Stinging pain exploded through her. Olivia hissed as the EMT checking the stab wound in her side packed the site with gauze. The rain had lightened, leaving behind a clean, refreshed scent in the air.
Three murders. Two killers. And a bureau linguist who’d saved her life.
Uniforms escorted Dr. Farell into the nearest police cruiser. While Charles Daggett had manipulated and recruited her to kill for him back east, Lara Farell would serve her time here in Washington. The district attorney was already in the process of coordinating with the original prosecutor to add conspiracy charges to Daggett’s sentence. As for his psychologist, Dr. Farell would spend the rest of her life behind bars for a man who’d seen her as nothing more than a tool to get what he wanted.

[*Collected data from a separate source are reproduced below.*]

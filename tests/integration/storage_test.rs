//! Integration tests for storages and content migration.

use std::sync::Arc;

use async_trait::async_trait;
use bytes::Bytes;

use dms_core::error::AppError;
use dms_core::result::AppResult;
use dms_core::traits::ContentStore;
use dms_core::types::{CompanyId, ContentRef, NodeRef, SaveType};
use dms_entity::CreateStorage;
use dms_service::{CreateDirectoryRequest, CreateFileRequest, RequestContext};
use dms_storage::providers::LocalContentStore;

use crate::helpers::TestApp;

/// Filesystem backend that refuses content starting with `reject`.
#[derive(Debug)]
struct RejectingStore {
    inner: LocalContentStore,
}

#[async_trait]
impl ContentStore for RejectingStore {
    fn save_type(&self) -> SaveType {
        SaveType::File
    }

    async fn health_check(&self) -> AppResult<bool> {
        self.inner.health_check().await
    }

    async fn put(&self, data: Bytes) -> AppResult<ContentRef> {
        if data.starts_with(b"reject") {
            return Err(AppError::storage("Backend refused the write"));
        }
        self.inner.put(data).await
    }

    async fn get(&self, content: &ContentRef) -> AppResult<Bytes> {
        self.inner.get(content).await
    }

    async fn delete(&self, content: &ContentRef) -> AppResult<()> {
        self.inner.delete(content).await
    }

    async fn contains(&self, content: &ContentRef) -> AppResult<bool> {
        self.inner.contains(content).await
    }
}

#[tokio::test]
async fn test_migration_moves_content_between_backends() {
    let app = TestApp::new().await;
    let root = app.root("Root").await;
    let a = app
        .dms
        .files
        .create_file(&app.editor, CreateFileRequest::new(root.id, "a.txt").with_content("alpha"))
        .await
        .unwrap();
    let b = app
        .dms
        .files
        .create_file(&app.editor, CreateFileRequest::new(root.id, "b.txt").with_content("beta"))
        .await
        .unwrap();
    // never written, nothing to move
    app.dms
        .files
        .create_file(&app.editor, CreateFileRequest::new(root.id, "empty.txt"))
        .await
        .unwrap();

    app.dms
        .storages
        .set_save_type(&app.admin, app.storage, SaveType::File)
        .await
        .unwrap();
    let pending = app
        .dms
        .storages
        .files_requiring_migration(&app.admin, app.storage)
        .await
        .unwrap();
    assert_eq!(pending.len(), 2);
    assert!(pending.iter().all(|c| c.migration == "database > file"));

    let report = app
        .dms
        .storages
        .migrate(&app.admin, app.storage, None)
        .await
        .unwrap();
    assert_eq!(report.migrated.len(), 2);
    assert!(report.failed.is_empty());

    let a = app.dms.files.get_file(&app.editor, a.id).await.unwrap();
    assert_eq!(a.content_backend(), Some(SaveType::File));
    let data = app.dms.content.read_content(&app.editor, b.id).await.unwrap();
    assert_eq!(&data[..], b"beta");

    let pending = app
        .dms
        .storages
        .files_requiring_migration(&app.admin, app.storage)
        .await
        .unwrap();
    assert!(pending.is_empty());
}

#[tokio::test]
async fn test_migration_skips_locked_files() {
    let app = TestApp::new().await;
    let root = app.root("Root").await;
    let file = app
        .dms
        .files
        .create_file(&app.editor, CreateFileRequest::new(root.id, "a.txt").with_content("alpha"))
        .await
        .unwrap();
    app.dms
        .locks
        .lock_node(&app.editor, NodeRef::File(file.id))
        .await
        .unwrap();

    app.dms
        .storages
        .set_save_type(&app.admin, app.storage, SaveType::File)
        .await
        .unwrap();
    let report = app
        .dms
        .storages
        .migrate(&app.admin, app.storage, None)
        .await
        .unwrap();
    assert_eq!(report.skipped, vec![file.id]);

    let file = app.dms.files.get_file(&app.editor, file.id).await.unwrap();
    assert_eq!(file.content_backend(), Some(SaveType::Database));
}

#[tokio::test]
async fn test_storage_summary_counts_roots() {
    let app = TestApp::new().await;
    let first = app.root("First").await;
    app.root("Second").await;
    app.child(&first, "Inner").await;

    let summary = app
        .dms
        .storages
        .get_storage(&app.admin, app.storage)
        .await
        .unwrap();
    assert_eq!(summary.count_root_directories, 2);
    assert_eq!(summary.count_directories, 3);
    assert_eq!(summary.count_files, 0);
}

#[tokio::test]
async fn test_company_scoped_storage_is_invisible_to_outsiders() {
    let app = TestApp::new().await;
    let company = CompanyId::new();
    let scoped = app
        .dms
        .storages
        .create_storage(
            &app.admin,
            CreateStorage {
                name: "Scoped".into(),
                save_type: Some(SaveType::Database),
                is_hidden: false,
                company_scope: Some(company),
            },
        )
        .await
        .unwrap();
    let root = app
        .dms
        .directories
        .create_directory(
            &app.admin,
            CreateDirectoryRequest::root(scoped.id, "Private").with_groups([app.editors]),
        )
        .await
        .unwrap();

    let err = app
        .dms
        .storages
        .get_storage(&app.editor, scoped.id)
        .await
        .unwrap_err();
    assert!(err.is_not_found());
    let err = app
        .dms
        .directories
        .get_directory(&app.editor, root.id)
        .await
        .unwrap_err();
    assert!(err.is_access());

    let insider = RequestContext::new(app.editor.user_id).with_companies([company]);
    let dir = app.dms.directories.get_directory(&insider, root.id).await.unwrap();
    assert_eq!(dir.path(), "/Private/");
}

#[tokio::test]
async fn test_storage_admin_requires_superuser() {
    let app = TestApp::new().await;
    let err = app
        .dms
        .storages
        .set_save_type(&app.editor, app.storage, SaveType::File)
        .await
        .unwrap_err();
    assert!(err.is_access());
}

#[tokio::test]
async fn test_migration_failures_can_be_retried() {
    let app = TestApp::new().await;
    let root = app.root("Root").await;
    let good = app
        .dms
        .files
        .create_file(&app.editor, CreateFileRequest::new(root.id, "good.txt").with_content("alpha"))
        .await
        .unwrap();
    let bad = app
        .dms
        .files
        .create_file(&app.editor, CreateFileRequest::new(root.id, "bad.txt").with_content("reject me"))
        .await
        .unwrap();

    let file_dir = tempfile::tempdir().unwrap();
    let file_root = file_dir.path().to_string_lossy().into_owned();
    app.content
        .register(Arc::new(RejectingStore {
            inner: LocalContentStore::new(&file_root).await.unwrap(),
        }))
        .await;
    app.dms
        .storages
        .set_save_type(&app.admin, app.storage, SaveType::File)
        .await
        .unwrap();

    let report = app
        .dms
        .storages
        .migrate(&app.admin, app.storage, None)
        .await
        .unwrap();
    assert_eq!(report.migrated, vec![good.id]);
    assert_eq!(report.failed, vec![bad.id]);

    // the failed file still reads from its old backend
    let bad_file = app.dms.files.get_file(&app.editor, bad.id).await.unwrap();
    assert_eq!(bad_file.content_backend(), Some(SaveType::Database));
    let data = app.dms.content.read_content(&app.editor, bad.id).await.unwrap();
    assert_eq!(&data[..], b"reject me");

    // backend recovers, the rerun only moves what is left
    app.content
        .register(Arc::new(LocalContentStore::new(&file_root).await.unwrap()))
        .await;
    let report = app
        .dms
        .storages
        .migrate(&app.admin, app.storage, Some(vec![good.id, bad.id]))
        .await
        .unwrap();
    assert_eq!(report.migrated, vec![bad.id]);
    assert_eq!(report.skipped, vec![good.id]);
    assert!(report.failed.is_empty());

    let data = app.dms.content.read_content(&app.editor, good.id).await.unwrap();
    assert_eq!(&data[..], b"alpha");
    let data = app.dms.content.read_content(&app.editor, bad.id).await.unwrap();
    assert_eq!(&data[..], b"reject me");
}

#[tokio::test]
async fn test_new_storage_takes_configured_backend() {
    let app = TestApp::with_config(|config| config.content.default_save_type = SaveType::File).await;
    let summary = app
        .dms
        .storages
        .get_storage(&app.admin, app.storage)
        .await
        .unwrap();
    assert_eq!(summary.storage.save_type, SaveType::File);

    let root = app.root("Root").await;
    let file = app
        .dms
        .files
        .create_file(&app.editor, CreateFileRequest::new(root.id, "a.txt").with_content("alpha"))
        .await
        .unwrap();
    assert_eq!(file.content_backend(), Some(SaveType::File));
}

#[tokio::test]
async fn test_hidden_storage_roots_need_opt_in() {
    let app = TestApp::new().await;
    app.root("Visible").await;
    let hidden = app
        .dms
        .storages
        .create_storage(
            &app.admin,
            CreateStorage {
                name: "Archive".into(),
                save_type: None,
                is_hidden: true,
                company_scope: None,
            },
        )
        .await
        .unwrap();
    app.dms
        .directories
        .create_directory(
            &app.admin,
            CreateDirectoryRequest::root(hidden.id, "Hidden").with_groups([app.editors, app.readers]),
        )
        .await
        .unwrap();

    let names = |roots: Vec<dms_entity::Directory>| {
        roots
            .iter()
            .map(|root| root.name().to_string())
            .collect::<Vec<_>>()
    };

    let default = app
        .dms
        .directories
        .list_root_directories(&app.viewer, false)
        .await
        .unwrap();
    assert_eq!(names(default), vec!["Visible"]);

    let opted_in = app
        .dms
        .directories
        .list_root_directories(&app.viewer, true)
        .await
        .unwrap();
    assert_eq!(names(opted_in), vec!["Hidden", "Visible"]);

    let as_admin = app
        .dms
        .directories
        .list_root_directories(&app.admin, false)
        .await
        .unwrap();
    assert_eq!(names(as_admin), vec!["Hidden", "Visible"]);
}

Olivia knew the feeling, that sense of betrayal that had stayed with her these past few years. Dr. Farell had been right in a way. She’d held on to her anger as a defense mechanism, happy to detach from the truth. Only that wasn’t possible anymore. The moment the killer had centered that gun on him, all that blame Olivia held against him had dissipated. Without that barrier, she’d been left empty, exposed, defenseless. The fear he would hurt her again couldn’t control her anymore. What that meant for their future—if they had one—she didn’t know. But for the first time since leaving the Violent Crimes Unit, she was ready to find out.
The preliminary autopsy reports had matched the blade recovered in Marco Stein’s apartment to the twenty-two stab wounds inflicted on all three victims. While Stein hadn't killed Irene Pierce or Grant Harvey, he'd been the perfect lead to move their investigation in the wrong direction. Partial fingerprints pulled from the handle came back as a match in CODIS for Dr. Farell, but the DA would consider mitigating circumstances. Charles Daggett had manipulated, coerced and brainwashed a copycat to throw doubt on the investigation that ended in his arrest.
Which left only one loose end. The pen recovered at the fifth scene, the one that connected Daggett to the murders of all those bureau agents.
“So that’s what death warmed over looks like.” Special Agent Nicholas James penetrated her peripheral vision. With styled blond hair, a muscular frame and a killer attention to detail, Agent James knew serial killers up close and personal. Then again, he’d been practically raised by one before putting the cuffs on the X Marks the Spot Killer himself. “I hear you’ve had quite a night.” He motioned his chin toward her. “How bad?”
“I won’t be needing Dr. Flood’s services, if that’s what you’re getting at.” Olivia slid from the back of the ambulance and forced herself to stand on her own two feet. “What did you find?”
Nicholas slipped both hands into his suit slacks. “I went through all of the surveillance footage of Charles Daggett’s interrogations like you asked. You were right. The third time Agent Hart brought the guy in, there was a pen on the table he let Daggett use to write down his alibi for the fourth murder. Daggett had a bad habit of chewing on the pen cap. Explains how his DNA ended up on the thing.”
“And then?” Her heart shot into her throat.
“Agent Hart left Daggett in the room to get him a glass of water.” Nicholas locked bright blue eyes on her. “Then SAC Grant Harvey came in and collected the pen and Daggett’s statement.”